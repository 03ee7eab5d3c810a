//! Named artifacts shared between nodes.
//!
//! The [`OutputRegistry`] lives for one pipeline run. Each name has a
//! single producer; consumers borrow and clone before mutating.
//! [`ArtifactStore`] is the persistence boundary used for outputs and
//! for substitute requirements.

use std::collections::BTreeMap;

use serde::{Deserialize, Serialize};

use crate::quantify::{DotCountPack, MeanIntensityTable};
use crate::types::{CellMaskPack, PipelineError};

/// Anything a node can produce.
#[derive(Debug, Clone, PartialEq, Serialize, Deserialize)]
#[serde(tag = "kind", content = "data", rename_all = "snake_case")]
pub enum Artifact {
    /// Stitched nucleus/cytoplasm masks.
    CellMasks(CellMaskPack),
    /// Per-cell mean intensities.
    MeanIntensity(MeanIntensityTable),
    /// Per-cell particle counts.
    DotCounts(DotCountPack),
}

impl Artifact {
    /// Short kind name for messages.
    #[must_use]
    pub const fn kind(&self) -> &'static str {
        match self {
            Self::CellMasks(_) => "cell_masks",
            Self::MeanIntensity(_) => "mean_intensity",
            Self::DotCounts(_) => "dot_counts",
        }
    }

    /// One-line description shown to the operator.
    #[must_use]
    pub fn describe(&self) -> String {
        match self {
            Self::CellMasks(pack) => format!("{} cells", pack.cell_count()),
            Self::MeanIntensity(table) => format!("{} measurements", table.records.len()),
            Self::DotCounts(pack) => format!(
                "{} particles in {} cells",
                pack.total(),
                pack.records().len()
            ),
        }
    }
}

/// Artifacts produced so far in this run.
#[derive(Debug, Clone, Default)]
pub struct OutputRegistry {
    entries: BTreeMap<String, Artifact>,
}

impl OutputRegistry {
    /// An empty registry.
    #[must_use]
    pub fn new() -> Self {
        Self::default()
    }

    /// Publish an artifact.
    ///
    /// # Errors
    ///
    /// Returns [`PipelineError::DuplicateOutput`] if the name is taken.
    pub fn insert(&mut self, name: &str, artifact: Artifact) -> Result<(), PipelineError> {
        if self.entries.contains_key(name) {
            return Err(PipelineError::DuplicateOutput(name.to_string()));
        }
        self.entries.insert(name.to_string(), artifact);
        Ok(())
    }

    /// Look up an artifact.
    #[must_use]
    pub fn get(&self, name: &str) -> Option<&Artifact> {
        self.entries.get(name)
    }

    /// Whether `name` has been published.
    #[must_use]
    pub fn contains(&self, name: &str) -> bool {
        self.entries.contains_key(name)
    }

    /// Published names, sorted.
    pub fn names(&self) -> impl Iterator<Item = &str> {
        self.entries.keys().map(String::as_str)
    }

    /// Number of artifacts.
    #[must_use]
    pub fn len(&self) -> usize {
        self.entries.len()
    }

    /// Whether nothing has been published.
    #[must_use]
    pub fn is_empty(&self) -> bool {
        self.entries.is_empty()
    }

    /// Borrow a [`CellMaskPack`].
    ///
    /// # Errors
    ///
    /// [`PipelineError::MissingArtifact`] if absent,
    /// [`PipelineError::UnexpectedArtifact`] if it is another kind.
    pub fn cell_masks(&self, name: &str) -> Result<&CellMaskPack, PipelineError> {
        match self.get(name) {
            Some(Artifact::CellMasks(pack)) => Ok(pack),
            Some(other) => Err(PipelineError::UnexpectedArtifact {
                name: name.to_string(),
                expected: "cell_masks",
                found: other.kind(),
            }),
            None => Err(PipelineError::MissingArtifact(name.to_string())),
        }
    }
}

/// Persistence for artifacts.
pub trait ArtifactStore {
    /// Persist an artifact under `name`.
    ///
    /// # Errors
    ///
    /// Returns [`PipelineError::Store`] on I/O or encoding failure.
    fn save(&mut self, name: &str, artifact: &Artifact) -> Result<(), PipelineError>;

    /// Load a previously saved artifact.
    ///
    /// # Errors
    ///
    /// Returns [`PipelineError::MissingArtifact`] if nothing is stored
    /// under `name`, or [`PipelineError::Store`] if it cannot be read.
    fn load(&mut self, name: &str) -> Result<Artifact, PipelineError>;
}

/// Store that keeps artifacts in a map.
#[derive(Debug, Clone, Default)]
pub struct MemoryStore {
    saved: BTreeMap<String, Artifact>,
}

impl MemoryStore {
    /// An empty store.
    #[must_use]
    pub fn new() -> Self {
        Self::default()
    }

    /// Seed an artifact, e.g. a substitute from an earlier run.
    #[must_use]
    pub fn with(mut self, name: &str, artifact: Artifact) -> Self {
        self.saved.insert(name.to_string(), artifact);
        self
    }

    /// Look at a saved artifact.
    #[must_use]
    pub fn get(&self, name: &str) -> Option<&Artifact> {
        self.saved.get(name)
    }

    /// Saved names, sorted.
    pub fn names(&self) -> impl Iterator<Item = &str> {
        self.saved.keys().map(String::as_str)
    }
}

impl ArtifactStore for MemoryStore {
    fn save(&mut self, name: &str, artifact: &Artifact) -> Result<(), PipelineError> {
        self.saved.insert(name.to_string(), artifact.clone());
        Ok(())
    }

    fn load(&mut self, name: &str) -> Result<Artifact, PipelineError> {
        self.saved
            .get(name)
            .cloned()
            .ok_or_else(|| PipelineError::MissingArtifact(name.to_string()))
    }
}
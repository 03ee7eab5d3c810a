//! Per-cell measurements.

use std::collections::BTreeMap;

use image::imageops::{self, FilterType};
use image::{GrayImage, Luma};
use serde::{Deserialize, Serialize};

use crate::labels::resize_nearest;
use crate::stack::Plane;
use crate::types::{BoundingBox, CellPart, Dimensions, LabelMask};

/// Mean intensity of one cell in one plane.
#[derive(Debug, Clone, PartialEq, Serialize, Deserialize)]
pub struct MeanIntensityRecord {
    /// Cell id.
    pub cell_id: u32,
    /// Mean over the cytoplasm ring.
    pub cytoplasm_mean: f64,
    /// Mean over the nucleus.
    pub nucleus_mean: f64,
    /// Z label of the plane.
    pub z_level: String,
    /// Channel name of the plane.
    pub channel: String,
}

/// Output of the mean intensity node.
#[derive(Debug, Clone, Default, PartialEq, Serialize, Deserialize)]
pub struct MeanIntensityTable {
    /// Rows ordered by plane, then cell id.
    pub records: Vec<MeanIntensityRecord>,
}

/// Particle count for one cell.
#[derive(Debug, Clone, Copy, PartialEq, Eq, Serialize, Deserialize)]
pub struct DotCountRecord {
    /// Cell id.
    pub cell_id: u32,
    /// Particles in the cytoplasm crop.
    pub cytoplasm: usize,
    /// Particles in the nucleus crop.
    pub nucleus: usize,
}

/// Quilted crop of one cell part.
#[derive(Debug, Clone, PartialEq, Eq)]
pub struct CellSegmentation {
    /// Cell id.
    pub cell_id: u32,
    /// Part the crop shows.
    pub part: CellPart,
    /// Masked crop at quilt resolution.
    pub crop: GrayImage,
    /// Tile instances at crop resolution.
    pub mosaic: LabelMask,
}

/// Unmasked, padded crop around a cell.
#[derive(Debug, Clone, PartialEq, Eq)]
pub struct RawCrop {
    /// Cell id.
    pub cell_id: u32,
    /// The crop.
    pub image: GrayImage,
}

/// Output of the dot counting node.
///
/// Only the counts are persisted; the images are for rendering.
#[derive(Debug, Clone, Default, PartialEq, Eq, Serialize, Deserialize)]
pub struct DotCountPack {
    /// Cytoplasm counts by cell id.
    pub cytoplasm_counts: BTreeMap<u32, usize>,
    /// Nucleus counts by cell id.
    pub nucleus_counts: BTreeMap<u32, usize>,
    /// Quilted crops.
    #[serde(skip)]
    pub segmentations: Vec<CellSegmentation>,
    /// Raw crops, one per cytoplasm id.
    #[serde(skip)]
    pub raw_crops: Vec<RawCrop>,
}

impl DotCountPack {
    /// Count map for one part.
    #[must_use]
    pub const fn counts(&self, part: CellPart) -> &BTreeMap<u32, usize> {
        match part {
            CellPart::Nucleus => &self.nucleus_counts,
            CellPart::Cytoplasm => &self.cytoplasm_counts,
        }
    }

    /// Count map for one part, mutably.
    pub const fn counts_mut(&mut self, part: CellPart) -> &mut BTreeMap<u32, usize> {
        match part {
            CellPart::Nucleus => &mut self.nucleus_counts,
            CellPart::Cytoplasm => &mut self.cytoplasm_counts,
        }
    }

    /// One record per cell counted in both parts, ascending.
    #[must_use]
    pub fn records(&self) -> Vec<DotCountRecord> {
        self.cytoplasm_counts
            .iter()
            .filter_map(|(&cell_id, &cytoplasm)| {
                self.nucleus_counts.get(&cell_id).map(|&nucleus| DotCountRecord {
                    cell_id,
                    cytoplasm,
                    nucleus,
                })
            })
            .collect()
    }

    /// Sum of every count.
    #[must_use]
    pub fn total(&self) -> usize {
        self.cytoplasm_counts.values().sum::<usize>() + self.nucleus_counts.values().sum::<usize>()
    }
}

/// Mean plane intensity over every id of `mask` up to `max_cell_id`.
///
/// The mask is resampled to the plane's resolution first. Ids with no
/// pixels at that resolution are absent from the result.
#[must_use]
#[allow(clippy::cast_precision_loss)]
pub fn region_means(plane: &Plane, mask: &LabelMask, max_cell_id: u32) -> BTreeMap<u32, f64> {
    let dims = Dimensions::new(plane.width(), plane.height());
    let resized = resize_nearest(mask, dims);

    let mut sums: BTreeMap<u32, (u64, u64)> = BTreeMap::new();
    for (&id, &value) in resized.as_raw().iter().zip(plane.as_raw()) {
        if id != 0 && id <= max_cell_id {
            let entry = sums.entry(id).or_insert((0, 0));
            entry.0 += u64::from(value);
            entry.1 += 1;
        }
    }
    sums.into_iter()
        .filter(|&(_, (_, n))| n > 0)
        .map(|(id, (sum, n))| (id, sum as f64 / n as f64))
        .collect()
}

/// Crop `bbox` out of `image`, zeroing pixels outside `region`.
///
/// `region` must be the size of `image`.
#[must_use]
pub fn masked_crop(image: &GrayImage, region: &GrayImage, bbox: BoundingBox) -> GrayImage {
    let bbox = bbox.clamp_to(Dimensions::of(image));
    GrayImage::from_fn(bbox.width(), bbox.height(), |x, y| {
        let (sx, sy) = (bbox.x_min + x, bbox.y_min + y);
        let inside = region
            .get_pixel_checked(sx, sy)
            .is_some_and(|p| p.0[0] != 0);
        if inside {
            *image.get_pixel(sx, sy)
        } else {
            Luma([0])
        }
    })
}

/// Plain crop, clipped to the image.
#[must_use]
pub fn crop(image: &GrayImage, bbox: BoundingBox) -> GrayImage {
    let bbox = bbox.clamp_to(Dimensions::of(image));
    imageops::crop_imm(image, bbox.x_min, bbox.y_min, bbox.width(), bbox.height()).to_image()
}

/// Resize a crop to a `size` square.
#[must_use]
pub fn resize_square(image: &GrayImage, size: u32) -> GrayImage {
    imageops::resize(image, size, size, FilterType::Triangle)
}
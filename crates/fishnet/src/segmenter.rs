//! A classical segmentation backend.
//!
//! Stands in for a promptable model: inside each box the Otsu-thresholded
//! foreground's largest connected component becomes the mask, and
//! candidate generation proposes every connected component of the
//! Otsu-thresholded image, up to a limit.

use std::collections::{BTreeMap, BTreeSet};

use fishnet_pipeline::{BoundingBox, Candidate, Dimensions, PipelineError, Segmenter};
use image::imageops;
use image::{GrayImage, Luma};
use imageproc::contrast::otsu_level;
use imageproc::region_labelling::{Connectivity, connected_components};
use tracing::{debug, warn};

const ON: u8 = 255;

/// Otsu threshold plus connected components.
#[derive(Debug)]
pub struct ThresholdSegmenter {
    context: Option<GrayImage>,
    candidate_limit: usize,
}

impl Default for ThresholdSegmenter {
    fn default() -> Self {
        Self::new()
    }
}

impl ThresholdSegmenter {
    /// Most candidates proposed for one image. Every candidate is a
    /// full-size mask, so this bounds memory on dense images.
    pub const DEFAULT_CANDIDATE_LIMIT: usize = 1024;

    /// A backend with no image context.
    #[must_use]
    pub const fn new() -> Self {
        Self {
            context: None,
            candidate_limit: Self::DEFAULT_CANDIDATE_LIMIT,
        }
    }

    /// Propose at most `limit` candidates per image.
    #[must_use]
    pub const fn with_candidate_limit(mut self, limit: usize) -> Self {
        self.candidate_limit = limit;
        self
    }

    fn box_mask(context: &GrayImage, bbox: BoundingBox) -> GrayImage {
        let dims = Dimensions::of(context);
        let b = bbox.clamp_to(dims);
        let mut mask = GrayImage::new(dims.width, dims.height);
        if b.is_empty() {
            return mask;
        }
        let view = imageops::crop_imm(context, b.x_min, b.y_min, b.width(), b.height()).to_image();
        let fg = binarize(&view);
        let labels = connected_components(&fg, Connectivity::Eight, Luma([0u8]));

        let mut areas = std::collections::BTreeMap::<u32, u64>::new();
        for p in labels.pixels() {
            if p.0[0] != 0 {
                *areas.entry(p.0[0]).or_default() += 1;
            }
        }
        // largest component, lowest label on ties; an empty box is filled
        let keep = areas
            .iter()
            .max_by(|a, b| a.1.cmp(b.1).then(b.0.cmp(a.0)))
            .map(|(&label, _)| label);

        for (x, y, p) in labels.enumerate_pixels() {
            let inside = keep.is_none_or(|label| p.0[0] == label);
            if inside {
                mask.put_pixel(b.x_min + x, b.y_min + y, Luma([ON]));
            }
        }
        mask
    }
}

/// Pixels strictly above the Otsu level. A flat image has no foreground.
fn binarize(image: &GrayImage) -> GrayImage {
    let raw = image.as_raw();
    let flat = raw.iter().min() == raw.iter().max();
    if flat {
        return GrayImage::new(image.width(), image.height());
    }
    let level = otsu_level(image);
    GrayImage::from_fn(image.width(), image.height(), |x, y| {
        Luma([if image.get_pixel(x, y).0[0] > level { ON } else { 0 }])
    })
}

impl Segmenter for ThresholdSegmenter {
    fn set_image_context(&mut self, image: &GrayImage) -> Result<(), PipelineError> {
        debug!(width = image.width(), height = image.height(), "set image context");
        self.context = Some(image.clone());
        Ok(())
    }

    fn masks_for_boxes(&mut self, boxes: &[BoundingBox]) -> Result<Vec<GrayImage>, PipelineError> {
        let context = self
            .context
            .as_ref()
            .ok_or_else(|| PipelineError::Segmentation("no image context set".to_string()))?;
        Ok(boxes.iter().map(|&b| Self::box_mask(context, b)).collect())
    }

    fn generate_candidates(&mut self, image: &GrayImage) -> Result<Vec<Candidate>, PipelineError> {
        let labels = connected_components(&binarize(image), Connectivity::Eight, Luma([0u8]));

        // one pass: pixel coordinates per component, in raster order of
        // each component's first pixel
        let mut slot: BTreeMap<u32, usize> = BTreeMap::new();
        let mut components: Vec<Vec<(u32, u32)>> = Vec::new();
        let mut dropped = BTreeSet::new();
        for (x, y, p) in labels.enumerate_pixels() {
            let label = p.0[0];
            if label == 0 {
                continue;
            }
            if let Some(pixels) = slot.get(&label).and_then(|&i| components.get_mut(i)) {
                pixels.push((x, y));
            } else if components.len() < self.candidate_limit {
                slot.insert(label, components.len());
                components.push(vec![(x, y)]);
            } else {
                dropped.insert(label);
            }
        }
        if !dropped.is_empty() {
            warn!(
                limit = self.candidate_limit,
                dropped = dropped.len(),
                "candidate limit reached, dropping components"
            );
        }

        Ok(components
            .into_iter()
            .map(|pixels| {
                let mut mask = GrayImage::new(image.width(), image.height());
                for (x, y) in pixels {
                    mask.put_pixel(x, y, Luma([ON]));
                }
                Candidate::from_mask(mask)
            })
            .collect())
    }
}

**Your task**
Copy all lines from the material that contain "records".

**Completed task**
            Self::MeanIntensity(table) => format!("{} measurements", table.records.len()),
                pack.records().len()
    pub records: Vec<MeanIntensityRecord>,
    pub fn records(&self) -> Vec<DotCountRecord> {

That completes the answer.